The pH of the solution should be in the range of about 1 to about 3.5, preferably below 2.5, and most preferably below 2∅ The pH may be adjusted by using concentrated acids such as hydrochloric acid, phosphoric acid, or sulfuric acid and strong bases such as sodium, potassium, lithium hydroxide or ammonium hydroxide. It is to be noted that when the zinc ion concentration is low, i.e. in the range of about 5 g to about 25 g per liter, the pH should be in the range of about 2.5 to 3.5; when the zinc ion concentration is high, in the range of about 30 g to 90 g per liter, the pH should be about 1.5 to 2.5. It is believed that the presence of buffering agents permit the system to be buffered at these low pH ranges, so that the pH does not change significantly during the electrodeposition process and a uniform and even layer of zinc coating is achieved.

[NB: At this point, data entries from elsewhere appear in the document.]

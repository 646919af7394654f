use std::io::{self, BufRead, Write};
use std::process::ExitCode;

use abacus_format::evaluate_expression;
use abacus_lexer::{Scanner, Symbol, Token};
use clap::{Parser, Subcommand};

#[derive(Parser)]
#[command(name = "abacus")]
#[command(about = "Arithmetic expression evaluator with caret diagnostics")]
#[command(version)]
struct Cli {
    /// Log scanner and parser activity (overridden by RUST_LOG)
    #[arg(short, long, global = true)]
    verbose: bool,

    #[command(subcommand)]
    command: Command,
}

#[derive(Subcommand)]
enum Command {
    /// Evaluate an expression and print the result or a diagnostic
    Eval {
        /// Expression; several words are joined with spaces
        #[arg(required = true, allow_hyphen_values = true)]
        expression: Vec<String>,
    },

    /// Print the token stream of an expression
    Tokens {
        /// Expression; several words are joined with spaces
        #[arg(required = true, allow_hyphen_values = true)]
        expression: Vec<String>,

        /// Print tokens as JSON
        #[arg(long)]
        json: bool,
    },

    /// Evaluate expressions from standard input, one per line
    Repl,
}

#[derive(Debug, thiserror::Error)]
enum CliError {
    #[error("I/O error: {0}")]
    Io(#[from] io::Error),

    #[error("Serialization error: {0}")]
    Json(#[from] serde_json::Error),
}

/// Exit status when the expression itself is invalid.
const EXIT_DIAGNOSTIC: u8 = 2;

fn main() -> ExitCode {
    let cli = Cli::parse();
    init_logger(cli.verbose);

    let result = match cli.command {
        Command::Eval { expression } => cmd_eval(&expression.join(" ")),
        Command::Tokens { expression, json } => cmd_tokens(&expression.join(" "), json),
        Command::Repl => cmd_repl(),
    };

    match result {
        Ok(code) => code,
        Err(e) => {
            eprintln!("Error: {e}");
            ExitCode::FAILURE
        }
    }
}

fn init_logger(verbose: bool) {
    let default_filter = if verbose { "debug" } else { "warn" };
    env_logger::Builder::from_env(env_logger::Env::default().default_filter_or(default_filter))
        .format_timestamp(None)
        .init();
}

fn cmd_eval(source: &str) -> Result<ExitCode, CliError> {
    match evaluate_expression(source) {
        Ok(result) => {
            println!("{result}");
            Ok(ExitCode::SUCCESS)
        }
        Err(diagnostic) => {
            eprintln!("{diagnostic}");
            Ok(ExitCode::from(EXIT_DIAGNOSTIC))
        }
    }
}

fn cmd_tokens(source: &str, json: bool) -> Result<ExitCode, CliError> {
    let tokens = Scanner::scan(source);
    let mut stdout = io::stdout().lock();

    if json {
        serde_json::to_writer_pretty(&mut stdout, &tokens)?;
        writeln!(stdout)?;
    } else {
        for line in token_table(&tokens) {
            writeln!(stdout, "{line}")?;
        }
    }
    Ok(ExitCode::SUCCESS)
}

fn cmd_repl() -> Result<ExitCode, CliError> {
    let stdin = io::stdin();
    let mut stdout = io::stdout();
    let mut answer: Option<String> = None;
    let mut line = String::new();

    loop {
        write!(stdout, "> ")?;
        stdout.flush()?;

        line.clear();
        if stdin.lock().read_line(&mut line)? == 0 {
            writeln!(stdout)?;
            break;
        }

        let input = line.trim_end_matches(['\n', '\r']);
        match input.trim() {
            "" => continue,
            "exit" | "quit" => break,
            _ => {}
        }

        let source = continue_from(answer.as_deref(), input);
        log::debug!("repl evaluating {source:?}");
        match evaluate_expression(&source) {
            Ok(result) => {
                writeln!(stdout, "{}", transcript(&result, &source))?;
                answer = Some(result);
            }
            Err(diagnostic) => writeln!(stdout, "{diagnostic}")?,
        }
    }

    Ok(ExitCode::SUCCESS)
}

/// Like the keypad after `=`: a line starting with an operator that cannot
/// begin an expression (`× 2`, `!`) continues from the previous result.
fn continue_from(answer: Option<&str>, input: &str) -> String {
    let first = input.trim_start().chars().next().and_then(Symbol::from_char);
    let continues = matches!(
        first,
        Some(
            Symbol::Multiply
                | Symbol::Divide
                | Symbol::Exponent
                | Symbol::Percentage
                | Symbol::Factorial
        )
    );

    match answer {
        Some(answer) if continues => format!("{answer} {}", input.trim_start()),
        _ => input.to_string(),
    }
}

/// Result, `=`, and the evaluated expression on separate lines.
fn transcript(result: &str, source: &str) -> String {
    format!("{result}\n=\n{source}")
}

fn token_table(tokens: &[Token]) -> Vec<String> {
    let mut lines = vec![format!(
        "{:<8} {:>6} {:>6}  {:<10} {}",
        "SYMBOL", "COLUMN", "LENGTH", "VALUE", "MESSAGE"
    )];
    for token in tokens {
        lines.push(
            format!(
                "{:<8} {:>6} {:>6}  {:<10} {}",
                token.symbol.as_str(),
                token.column,
                token.length,
                token.value.as_deref().unwrap_or("-"),
                token.message
            )
            .trim_end()
            .to_string(),
        );
    }
    lines
}

#[cfg(test)]
mod tests {
    use super::*;
    use clap::CommandFactory;
    use pretty_assertions::assert_eq;

    #[test]
    fn test_cli_definition() {
        Cli::command().debug_assert();
    }

    #[test]
    fn test_eval_joins_words() {
        let cli = Cli::try_parse_from(["abacus", "eval", "2", "+", "-3"]).unwrap();
        match cli.command {
            Command::Eval { expression } => assert_eq!(expression.join(" "), "2 + -3"),
            _ => panic!("expected eval"),
        }
    }

    #[test]
    fn test_tokens_json_flag() {
        let cli = Cli::try_parse_from(["abacus", "-v", "tokens", "--json", "1+1"]).unwrap();
        assert!(cli.verbose);
        assert!(matches!(cli.command, Command::Tokens { json: true, .. }));
    }

    #[test]
    fn test_continue_from_answer() {
        assert_eq!(continue_from(Some("4"), "\u{00d7} 3"), "4 \u{00d7} 3");
        assert_eq!(continue_from(Some("5"), "!"), "5 !");
        assert_eq!(evaluate_expression(&continue_from(Some("5"), "!")), Ok("120".into()));
    }

    #[test]
    fn test_fresh_expression_ignores_answer() {
        assert_eq!(continue_from(Some("4"), "-3"), "-3");
        assert_eq!(continue_from(Some("4"), "(1)"), "(1)");
        assert_eq!(continue_from(None, "\u{00d7} 3"), "\u{00d7} 3");
    }

    #[test]
    fn test_transcript() {
        assert_eq!(transcript("4", "2 + 2"), "4\n=\n2 + 2");
    }

    #[test]
    fn test_token_table() {
        let lines = token_table(&Scanner::scan("1 + x"));
        assert_eq!(lines.len(), 5);
        assert_eq!(lines[1], "number        0      1  1");
        assert_eq!(lines[3], "error         4      1  x          Unknown identifier.");
        assert_eq!(lines[4], "eof           5      0  -");
    }

    #[test]
    fn test_tokens_serialize() {
        let json = serde_json::to_value(Scanner::scan("2")).unwrap();
        assert_eq!(json[0]["symbol"], "number");
        assert_eq!(json[0]["value"], "2");
        assert_eq!(json[1]["symbol"], "eof");
        assert_eq!(json[1]["value"], serde_json::Value::Null);
    }
}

Suitable buffering agents include phosphoric acid, ortho phosphoric acid, pyrophosphoric acid, chloroacetic acid, dichloroacetic acid, bromoacetic acid, other strong acids and their salts. The preferred buffering agent is orthophosphoric acid and dihydrogen orthophosphate salts.

In the electrodeposition process insoluble anodes, lead or previous metal coated titanium (DSA anode from Diamond Shamrock) as well as soluble anodes, e.g. zinc metal, may be used.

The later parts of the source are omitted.